**What is expected:** From the listing below, pick out each line with the word "impl".

**Material provided:**
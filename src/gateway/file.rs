// file: src/gateway/file.rs
// description: JSON file backed repository registry keyed by connection id
// reference: https://docs.rs/tokio/latest/tokio/fs

use crate::error::{Result, SyncError};
use crate::gateway::RemoteRepositoryGateway;
use crate::models::{ChangeSet, RepositoryInfo};
use async_trait::async_trait;
use chrono::{DateTime, Utc};
use serde::{Deserialize, Serialize};
use std::collections::BTreeMap;
use std::path::PathBuf;
use tokio::fs;
use tokio::sync::Mutex;
use tracing::{debug, info};

#[derive(Debug, Clone, Default, Serialize, Deserialize)]
#[serde(rename_all = "camelCase")]
struct RegistryDocument {
    updated_at: Option<DateTime<Utc>>,
    #[serde(default)]
    connections: BTreeMap<String, Vec<RepositoryInfo>>,
}

pub struct FileGateway {
    path: PathBuf,
    // serializes read-modify-write cycles within this process
    lock: Mutex<()>,
}

impl FileGateway {
    pub fn new(path: PathBuf) -> Self {
        Self {
            path,
            lock: Mutex::new(()),
        }
    }

    /// Replaces the stored list for a connection.
    pub async fn seed(&self, connection_id: &str, repositories: Vec<RepositoryInfo>) -> Result<()> {
        let _guard = self.lock.lock().await;
        let mut document = self.read().await?;
        document
            .connections
            .insert(connection_id.to_string(), repositories);
        self.write(&mut document).await
    }

    async fn read(&self) -> Result<RegistryDocument> {
        let exists = fs::try_exists(&self.path).await.map_err(|e| {
            SyncError::gateway(format!("Failed to inspect {}: {}", self.path.display(), e))
        })?;
        if !exists {
            debug!("No registry file at {:?}, starting empty", self.path);
            return Ok(RegistryDocument::default());
        }

        let contents = fs::read_to_string(&self.path).await.map_err(|e| {
            SyncError::gateway(format!("Failed to read {}: {}", self.path.display(), e))
        })?;

        serde_json::from_str(&contents).map_err(|e| {
            SyncError::gateway(format!("Failed to parse {}: {}", self.path.display(), e))
        })
    }

    async fn write(&self, document: &mut RegistryDocument) -> Result<()> {
        document.updated_at = Some(Utc::now());

        let contents = serde_json::to_string_pretty(document)
            .map_err(|e| SyncError::gateway(format!("Failed to serialize registry: {}", e)))?;

        if let Some(parent) = self.path.parent() {
            if !parent.as_os_str().is_empty() {
                fs::create_dir_all(parent).await.map_err(|e| {
                    SyncError::gateway(format!("Failed to create {}: {}", parent.display(), e))
                })?;
            }
        }

        let staging = self.path.with_extension("json.tmp");
        fs::write(&staging, contents).await.map_err(|e| {
            SyncError::gateway(format!("Failed to write {}: {}", staging.display(), e))
        })?;
        fs::rename(&staging, &self.path).await.map_err(|e| {
            SyncError::gateway(format!("Failed to replace {}: {}", self.path.display(), e))
        })?;

        Ok(())
    }
}

/// Produces the new list, or an error if any part of the change set does not
/// apply cleanly to `current`.
fn apply_changes(current: &[RepositoryInfo], changes: &ChangeSet) -> Result<Vec<RepositoryInfo>> {
    let mut next = current.to_vec();

    for removal in &changes.removals {
        let index = next
            .iter()
            .position(|r| r.url == removal.url)
            .ok_or_else(|| SyncError::gateway(format!("cannot remove unknown repository {}", removal.url)))?;
        if next[index].is_protected {
            return Err(SyncError::gateway(format!(
                "repository {} is protected",
                removal.url
            )));
        }
        next.remove(index);
    }

    for addition in &changes.additions {
        if next.iter().any(|r| r.url == addition.url) {
            return Err(SyncError::gateway(format!(
                "repository {} already exists",
                addition.url
            )));
        }
        next.push(addition.clone());
    }

    for toggle in &changes.toggles {
        let entry = next
            .iter_mut()
            .find(|r| r.url == toggle.url)
            .ok_or_else(|| SyncError::gateway(format!("cannot toggle unknown repository {}", toggle.url)))?;
        entry.enabled = toggle.enabled;
    }

    Ok(next)
}

#[async_trait]
impl RemoteRepositoryGateway for FileGateway {
    async fn list(&self, connection_id: &str) -> Result<Vec<RepositoryInfo>> {
        let _guard = self.lock.lock().await;
        let document = self.read().await?;
        Ok(document
            .connections
            .get(connection_id)
            .cloned()
            .unwrap_or_default())
    }

    async fn update(&self, connection_id: &str, changes: &ChangeSet) -> Result<()> {
        let _guard = self.lock.lock().await;
        let mut document = self.read().await?;

        let current = document
            .connections
            .get(connection_id)
            .map(Vec::as_slice)
            .unwrap_or_default();
        let next = apply_changes(current, changes)?;

        document.connections.insert(connection_id.to_string(), next);
        self.write(&mut document).await?;

        info!(
            "Stored {} for connection {} in {}",
            changes.summary(),
            connection_id,
            self.path.display()
        );
        Ok(())
    }
}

**Task answer:**
impl FileGateway {
impl RemoteRepositoryGateway for FileGateway {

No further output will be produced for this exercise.